Whois data is publicly available – in the opinion of the DSK (since 1 January 2014 DPA) therefore by any ‘legitimate purposes’ recyclable – EU Data Protection Working Party expressed concern about the WHOIS system – Unclear policy at NIC.AT – probably not in conformity with EU
In so-called WHOIS contact directories of domain owners are included. There are, in addition to some technical data, especially the contact information (name, address, mobile or E-mail) of the domain owner and technical managers. In Austria, for the management of .at domains nic.at GesmbH responsible, which also operates a WHOIS database.
The access to the Whois directories is always easily available to everyone. There are corresponding search templates available on the Internet with which these Whois directories can be queried.
In nic.at provides that phone numbers and e-mail addresses can be hidden, while the name and the address are each if issued.
For companies, this appears to be largely unproblematic, but here there is possibly then a problem when individual employees are forcibly given as a contact.
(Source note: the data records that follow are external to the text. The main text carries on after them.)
// src/transaction/checksum_pool.rs

//! Bounded parallel checksum validation (spec §4.2).
//!
//! Used at commit time when a transaction stages more than a handful of
//! files: validating them sequentially would serialize I/O that the disk
//! can service concurrently, but an unbounded pool would thrash it. The
//! worker count is capped at `min(available_parallelism, 4, file_count)`
//! to bound I/O contention.
//!
//! Grounded on the teacher's `rayon` dependency (used there for parallel
//! package downloads); the pairing-preserving job/result pattern is
//! generalized from spec §4.2/§9's worker-pool guidance.

use crate::error::{Error, Result};
use crate::hash::ChecksumInfo;
use rayon::{ThreadPool, ThreadPoolBuilder};
use std::path::Path;

/// Above this file count, dispatch to the parallel pool; at or below,
/// validate sequentially (pool setup isn't worth it for a handful of
/// files).
pub const PARALLEL_THRESHOLD: usize = 4;

/// Cap on worker threads, independent of how many cores are available.
pub const MAX_WORKERS: usize = 4;

/// One file's validation outcome, paired back to its manifest index so
/// callers can report which operation failed.
pub struct ValidationResult {
    pub index: usize,
    pub path: std::path::PathBuf,
    pub outcome: Result<()>,
}

fn worker_count(file_count: usize) -> usize {
    let available = std::thread::available_parallelism()
        .map(|n| n.get())
        .unwrap_or(1);
    available.min(MAX_WORKERS).min(file_count).max(1)
}

/// Validate every `(path, expected)` pair, choosing sequential or
/// parallel execution per [`PARALLEL_THRESHOLD`]. Returns one result per
/// input, in the original order.
pub fn validate_all(files: &[(std::path::PathBuf, ChecksumInfo)]) -> Vec<ValidationResult> {
    if files.len() <= PARALLEL_THRESHOLD {
        return validate_sequential(files);
    }
    validate_parallel(files)
}

fn validate_one(path: &Path, expected: &ChecksumInfo) -> Result<()> {
    crate::hash::validate_file(path, expected)
}

fn validate_sequential(files: &[(std::path::PathBuf, ChecksumInfo)]) -> Vec<ValidationResult> {
    files
        .iter()
        .enumerate()
        .map(|(index, (path, expected))| ValidationResult {
            index,
            path: path.clone(),
            outcome: validate_one(path, expected),
        })
        .collect()
}

/// A disposable worker pool scoped to a single commit's validation pass.
/// `Close`/shutdown is implicit: the pool is dropped (and its threads
/// joined) when this value goes out of scope, after `validate` returns.
pub struct ChecksumPool {
    pool: ThreadPool,
}

impl ChecksumPool {
    pub fn new(file_count: usize) -> Result<Self> {
        let workers = worker_count(file_count);
        let pool = ThreadPoolBuilder::new()
            .num_threads(workers)
            .build()
            .map_err(|e| Error::validation(format!("failed to build checksum pool: {e}")))?;
        Ok(Self { pool })
    }

    pub fn validate(&self, files: &[(std::path::PathBuf, ChecksumInfo)]) -> Vec<ValidationResult> {
        self.pool.install(|| {
            use rayon::prelude::*;
            files
                .par_iter()
                .enumerate()
                .map(|(index, (path, expected))| ValidationResult {
                    index,
                    path: path.clone(),
                    outcome: validate_one(path, expected),
                })
                .collect()
        })
    }
}

fn validate_parallel(files: &[(std::path::PathBuf, ChecksumInfo)]) -> Vec<ValidationResult> {
    match ChecksumPool::new(files.len()) {
        Ok(pool) => pool.validate(files),
        Err(_) => validate_sequential(files),
    }
}

#[cfg(test)]
mod tests {
    use super::*;
    use crate::hash::{hash_bytes, ALGORITHM};
    use tempfile::TempDir;

    fn write(dir: &TempDir, name: &str, content: &[u8]) -> (std::path::PathBuf, ChecksumInfo) {
        let path = dir.path().join(name);
        std::fs::write(&path, content).unwrap();
        let info = ChecksumInfo {
            algorithm: ALGORITHM.to_string(),
            value: hash_bytes(content),
            size: content.len() as u64,
            path: path.clone(),
        };
        (path, info)
    }

    #[test]
    fn test_worker_count_capped_at_four() {
        assert!(worker_count(1000) <= MAX_WORKERS);
        assert_eq!(worker_count(1), 1);
        assert_eq!(worker_count(2).min(2), worker_count(2));
    }

    #[test]
    fn test_validate_all_sequential_path() {
        let dir = TempDir::new().unwrap();
        let files = vec![write(&dir, "a", b"1"), write(&dir, "b", b"22")];
        let results = validate_all(&files);
        assert_eq!(results.len(), 2);
        assert!(results.iter().all(|r| r.outcome.is_ok()));
    }

    #[test]
    fn test_validate_all_parallel_path_detects_mismatch() {
        let dir = TempDir::new().unwrap();
        let mut files = Vec::new();
        for i in 0..6 {
            files.push(write(&dir, &format!("f{i}"), format!("payload-{i}").as_bytes()));
        }
        // Tamper with one staged file after its checksum was recorded.
        std::fs::write(&files[3].0, b"tampered").unwrap();

        let results = validate_all(&files);
        assert_eq!(results.len(), 6);
        let failed: Vec<_> = results.iter().filter(|r| r.outcome.is_err()).collect();
        assert_eq!(failed.len(), 1);
        assert_eq!(failed[0].index, 3);
    }

    #[test]
    fn test_validate_all_preserves_order() {
        let dir = TempDir::new().unwrap();
        let mut files = Vec::new();
        for i in 0..8 {
            files.push(write(&dir, &format!("f{i}"), format!("{i}").as_bytes()));
        }
        let results = validate_all(&files);
        for (i, r) in results.iter().enumerate() {
            assert_eq!(r.index, i);
        }
    }
}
The situation is quite different to judge in private. With the falling cost of the domain hosting more and more domains are registered by private individuals. Due to the procedure of nic.at but also their private data will be published in the WHOIS directory.
Mandatory publication of domain data, sometimes also motivated by consumer protection interests, often contributes more to the confusion as to clarify. In the e-commerce research on e-rating.at a very high proportion of anomalous data was found.
This handling of WHOIS directories was also from the Art. 29 -Datenschutzgruppe the EU critically analyzed (see FIG. Opinion 2/2003). Also in the adopted 2004 work program of the EU data protection group the WHOIS issue on the agenda.
From a privacy perspective of personal data of individuals resulting from this release some problems.
The primary purpose of the WHOIS directory is a way to create to be able to contact the owner of a domain for technical or legal problems. To achieve this purpose, the release of the data is not necessary. nic.at has already over the data and if there is a legitimate interest, this could be published by nic.at.
In § 7 para. 3 Data Protection Act 2000, the principle of least intrusive intervention is normalized in the privacy of the individual. Any further use of personal data is not permitted.